The data:
--------

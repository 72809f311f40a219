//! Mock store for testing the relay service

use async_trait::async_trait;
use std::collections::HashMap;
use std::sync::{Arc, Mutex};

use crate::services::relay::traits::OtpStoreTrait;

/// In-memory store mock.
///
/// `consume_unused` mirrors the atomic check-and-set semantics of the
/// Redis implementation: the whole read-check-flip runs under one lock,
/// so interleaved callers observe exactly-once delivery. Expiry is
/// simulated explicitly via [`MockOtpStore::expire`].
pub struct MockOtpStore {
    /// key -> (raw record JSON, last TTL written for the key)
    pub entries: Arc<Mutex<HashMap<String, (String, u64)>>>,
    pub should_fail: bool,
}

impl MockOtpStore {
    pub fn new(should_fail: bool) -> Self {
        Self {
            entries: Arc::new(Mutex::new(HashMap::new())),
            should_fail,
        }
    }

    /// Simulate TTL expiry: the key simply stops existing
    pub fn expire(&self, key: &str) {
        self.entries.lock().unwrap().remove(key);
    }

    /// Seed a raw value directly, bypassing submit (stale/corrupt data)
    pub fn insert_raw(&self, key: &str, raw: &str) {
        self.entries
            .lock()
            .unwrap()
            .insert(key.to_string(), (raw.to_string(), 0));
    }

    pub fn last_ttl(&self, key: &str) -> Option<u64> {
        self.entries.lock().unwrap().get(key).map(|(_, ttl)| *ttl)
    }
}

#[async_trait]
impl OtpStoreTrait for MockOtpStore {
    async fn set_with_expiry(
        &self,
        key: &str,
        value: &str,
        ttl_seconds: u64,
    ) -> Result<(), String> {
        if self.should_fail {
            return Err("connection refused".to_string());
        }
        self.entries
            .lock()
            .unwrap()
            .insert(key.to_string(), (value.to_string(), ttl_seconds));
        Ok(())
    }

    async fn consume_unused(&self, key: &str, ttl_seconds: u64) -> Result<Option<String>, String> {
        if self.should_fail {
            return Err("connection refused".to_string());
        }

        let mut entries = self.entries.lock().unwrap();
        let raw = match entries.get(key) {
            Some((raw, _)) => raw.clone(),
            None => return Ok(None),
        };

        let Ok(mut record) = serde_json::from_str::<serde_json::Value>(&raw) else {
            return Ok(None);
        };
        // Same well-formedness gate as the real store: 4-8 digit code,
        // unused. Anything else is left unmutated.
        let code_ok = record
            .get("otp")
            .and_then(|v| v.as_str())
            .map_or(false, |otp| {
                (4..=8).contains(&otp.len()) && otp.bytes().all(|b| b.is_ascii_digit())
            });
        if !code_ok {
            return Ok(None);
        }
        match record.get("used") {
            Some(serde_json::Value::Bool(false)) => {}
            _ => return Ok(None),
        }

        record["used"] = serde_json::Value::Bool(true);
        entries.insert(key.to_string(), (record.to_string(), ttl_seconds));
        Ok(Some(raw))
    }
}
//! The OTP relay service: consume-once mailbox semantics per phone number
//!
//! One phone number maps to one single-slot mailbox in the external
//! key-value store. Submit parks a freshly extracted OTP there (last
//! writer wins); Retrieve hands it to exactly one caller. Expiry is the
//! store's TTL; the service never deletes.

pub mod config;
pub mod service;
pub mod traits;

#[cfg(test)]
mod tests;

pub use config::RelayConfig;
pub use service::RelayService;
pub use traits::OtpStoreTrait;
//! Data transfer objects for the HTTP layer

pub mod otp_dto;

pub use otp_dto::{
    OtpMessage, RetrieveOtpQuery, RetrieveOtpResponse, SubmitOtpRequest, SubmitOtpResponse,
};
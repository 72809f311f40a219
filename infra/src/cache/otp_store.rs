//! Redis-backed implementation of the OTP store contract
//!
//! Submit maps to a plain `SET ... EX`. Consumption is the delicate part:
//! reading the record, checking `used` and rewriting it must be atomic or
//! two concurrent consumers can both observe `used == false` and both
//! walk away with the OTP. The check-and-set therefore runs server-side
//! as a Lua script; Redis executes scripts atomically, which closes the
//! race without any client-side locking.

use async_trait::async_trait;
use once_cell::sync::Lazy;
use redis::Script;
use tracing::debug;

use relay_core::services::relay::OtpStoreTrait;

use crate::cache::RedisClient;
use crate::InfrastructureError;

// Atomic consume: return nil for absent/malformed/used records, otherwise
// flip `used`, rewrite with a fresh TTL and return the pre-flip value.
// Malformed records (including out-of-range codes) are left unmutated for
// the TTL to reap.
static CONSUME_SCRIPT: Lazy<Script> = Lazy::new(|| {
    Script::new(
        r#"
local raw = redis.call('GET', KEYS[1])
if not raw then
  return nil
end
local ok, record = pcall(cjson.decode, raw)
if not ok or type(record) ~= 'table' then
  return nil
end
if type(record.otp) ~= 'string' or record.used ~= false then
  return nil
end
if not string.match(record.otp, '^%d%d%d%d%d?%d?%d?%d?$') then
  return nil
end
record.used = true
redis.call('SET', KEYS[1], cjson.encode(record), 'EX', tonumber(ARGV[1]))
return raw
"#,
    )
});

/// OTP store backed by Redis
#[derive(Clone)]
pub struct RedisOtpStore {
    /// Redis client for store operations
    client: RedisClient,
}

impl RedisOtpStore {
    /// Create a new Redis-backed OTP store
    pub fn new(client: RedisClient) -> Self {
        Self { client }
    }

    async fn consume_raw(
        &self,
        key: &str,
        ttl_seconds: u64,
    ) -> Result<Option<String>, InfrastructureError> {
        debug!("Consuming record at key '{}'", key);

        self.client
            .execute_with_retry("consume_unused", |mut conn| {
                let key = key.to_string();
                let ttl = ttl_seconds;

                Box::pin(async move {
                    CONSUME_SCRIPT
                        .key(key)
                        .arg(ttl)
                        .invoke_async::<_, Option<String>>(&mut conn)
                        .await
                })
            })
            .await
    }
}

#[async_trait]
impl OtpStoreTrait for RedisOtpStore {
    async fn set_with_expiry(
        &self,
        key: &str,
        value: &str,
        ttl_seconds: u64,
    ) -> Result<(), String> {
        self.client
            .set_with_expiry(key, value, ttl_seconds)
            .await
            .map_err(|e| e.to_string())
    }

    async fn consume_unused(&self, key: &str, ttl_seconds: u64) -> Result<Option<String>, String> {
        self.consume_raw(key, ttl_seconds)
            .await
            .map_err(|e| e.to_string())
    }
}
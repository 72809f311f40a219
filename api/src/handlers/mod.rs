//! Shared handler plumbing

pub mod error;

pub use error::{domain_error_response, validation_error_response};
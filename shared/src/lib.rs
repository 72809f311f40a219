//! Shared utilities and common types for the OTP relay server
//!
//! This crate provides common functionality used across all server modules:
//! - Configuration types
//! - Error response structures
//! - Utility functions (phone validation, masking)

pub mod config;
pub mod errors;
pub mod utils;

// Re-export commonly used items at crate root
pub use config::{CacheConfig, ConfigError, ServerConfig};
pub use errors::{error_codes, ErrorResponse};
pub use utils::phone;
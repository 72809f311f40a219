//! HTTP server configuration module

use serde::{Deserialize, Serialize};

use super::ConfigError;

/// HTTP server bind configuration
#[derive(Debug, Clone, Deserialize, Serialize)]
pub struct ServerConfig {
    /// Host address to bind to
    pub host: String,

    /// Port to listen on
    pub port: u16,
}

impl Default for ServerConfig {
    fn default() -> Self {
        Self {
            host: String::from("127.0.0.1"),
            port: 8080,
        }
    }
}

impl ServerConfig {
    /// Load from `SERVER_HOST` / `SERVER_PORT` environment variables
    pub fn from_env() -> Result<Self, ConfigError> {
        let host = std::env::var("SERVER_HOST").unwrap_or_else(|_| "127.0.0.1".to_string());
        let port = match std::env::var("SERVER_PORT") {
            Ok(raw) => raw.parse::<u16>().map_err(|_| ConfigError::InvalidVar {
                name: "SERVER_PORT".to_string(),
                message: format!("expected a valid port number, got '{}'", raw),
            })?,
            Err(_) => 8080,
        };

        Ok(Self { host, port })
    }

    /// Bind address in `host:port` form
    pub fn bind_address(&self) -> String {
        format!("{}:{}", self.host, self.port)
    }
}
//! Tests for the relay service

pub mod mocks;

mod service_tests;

--------

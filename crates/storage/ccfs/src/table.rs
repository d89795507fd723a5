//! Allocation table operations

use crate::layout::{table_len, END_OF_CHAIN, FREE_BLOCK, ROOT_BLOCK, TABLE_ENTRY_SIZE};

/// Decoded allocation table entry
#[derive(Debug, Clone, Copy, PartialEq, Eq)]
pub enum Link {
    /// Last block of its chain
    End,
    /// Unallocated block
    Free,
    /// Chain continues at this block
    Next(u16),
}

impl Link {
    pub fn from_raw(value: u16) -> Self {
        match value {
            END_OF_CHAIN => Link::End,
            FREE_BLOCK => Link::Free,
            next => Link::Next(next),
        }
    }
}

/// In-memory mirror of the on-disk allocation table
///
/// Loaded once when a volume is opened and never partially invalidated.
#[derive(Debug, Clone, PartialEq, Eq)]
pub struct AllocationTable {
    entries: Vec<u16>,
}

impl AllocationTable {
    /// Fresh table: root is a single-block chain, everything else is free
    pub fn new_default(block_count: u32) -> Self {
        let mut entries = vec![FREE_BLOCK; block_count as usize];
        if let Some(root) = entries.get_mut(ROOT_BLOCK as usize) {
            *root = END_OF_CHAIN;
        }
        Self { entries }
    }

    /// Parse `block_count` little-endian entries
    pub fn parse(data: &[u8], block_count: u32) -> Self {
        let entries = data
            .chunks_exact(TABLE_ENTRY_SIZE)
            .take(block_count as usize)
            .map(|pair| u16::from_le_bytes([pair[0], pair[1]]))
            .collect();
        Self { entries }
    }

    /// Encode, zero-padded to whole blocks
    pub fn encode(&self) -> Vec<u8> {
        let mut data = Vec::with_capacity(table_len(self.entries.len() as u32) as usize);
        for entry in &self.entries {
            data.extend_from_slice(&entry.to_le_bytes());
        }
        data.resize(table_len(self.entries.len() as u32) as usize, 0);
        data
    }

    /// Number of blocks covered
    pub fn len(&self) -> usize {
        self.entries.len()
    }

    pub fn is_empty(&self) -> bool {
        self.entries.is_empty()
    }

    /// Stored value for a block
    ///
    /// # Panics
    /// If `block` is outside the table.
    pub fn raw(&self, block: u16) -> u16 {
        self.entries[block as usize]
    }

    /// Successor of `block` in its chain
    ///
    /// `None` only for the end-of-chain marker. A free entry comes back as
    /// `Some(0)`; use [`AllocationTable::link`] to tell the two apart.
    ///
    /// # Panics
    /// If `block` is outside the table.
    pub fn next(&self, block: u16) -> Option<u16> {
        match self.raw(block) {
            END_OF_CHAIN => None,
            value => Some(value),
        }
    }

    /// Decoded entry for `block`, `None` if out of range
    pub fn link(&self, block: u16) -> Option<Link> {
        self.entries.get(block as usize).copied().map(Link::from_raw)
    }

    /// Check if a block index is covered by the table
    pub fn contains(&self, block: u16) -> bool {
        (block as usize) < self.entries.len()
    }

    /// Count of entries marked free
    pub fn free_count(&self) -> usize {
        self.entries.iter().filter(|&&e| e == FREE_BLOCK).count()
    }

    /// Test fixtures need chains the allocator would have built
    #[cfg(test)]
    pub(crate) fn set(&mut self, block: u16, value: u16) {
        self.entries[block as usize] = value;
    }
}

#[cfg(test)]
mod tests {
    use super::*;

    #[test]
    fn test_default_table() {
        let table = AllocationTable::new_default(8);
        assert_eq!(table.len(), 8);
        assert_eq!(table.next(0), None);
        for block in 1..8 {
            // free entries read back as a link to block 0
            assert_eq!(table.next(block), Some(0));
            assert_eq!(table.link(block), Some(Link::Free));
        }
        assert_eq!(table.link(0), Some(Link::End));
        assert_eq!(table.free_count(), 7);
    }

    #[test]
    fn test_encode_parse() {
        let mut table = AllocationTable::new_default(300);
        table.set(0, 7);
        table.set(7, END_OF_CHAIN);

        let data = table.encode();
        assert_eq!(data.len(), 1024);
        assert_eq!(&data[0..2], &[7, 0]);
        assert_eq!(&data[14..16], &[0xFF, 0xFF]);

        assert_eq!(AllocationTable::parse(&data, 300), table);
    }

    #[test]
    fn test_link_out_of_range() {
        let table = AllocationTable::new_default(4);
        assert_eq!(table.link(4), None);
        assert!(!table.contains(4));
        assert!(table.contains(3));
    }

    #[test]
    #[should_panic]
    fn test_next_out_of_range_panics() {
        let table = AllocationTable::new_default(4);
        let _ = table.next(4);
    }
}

--------

Task instructions:
Your answer should be every line from the material above in which the word "never" appears.

Solution to the problem:
//! store's TTL; the service never deletes.
/// Loaded once when a volume is opened and never partially invalidated.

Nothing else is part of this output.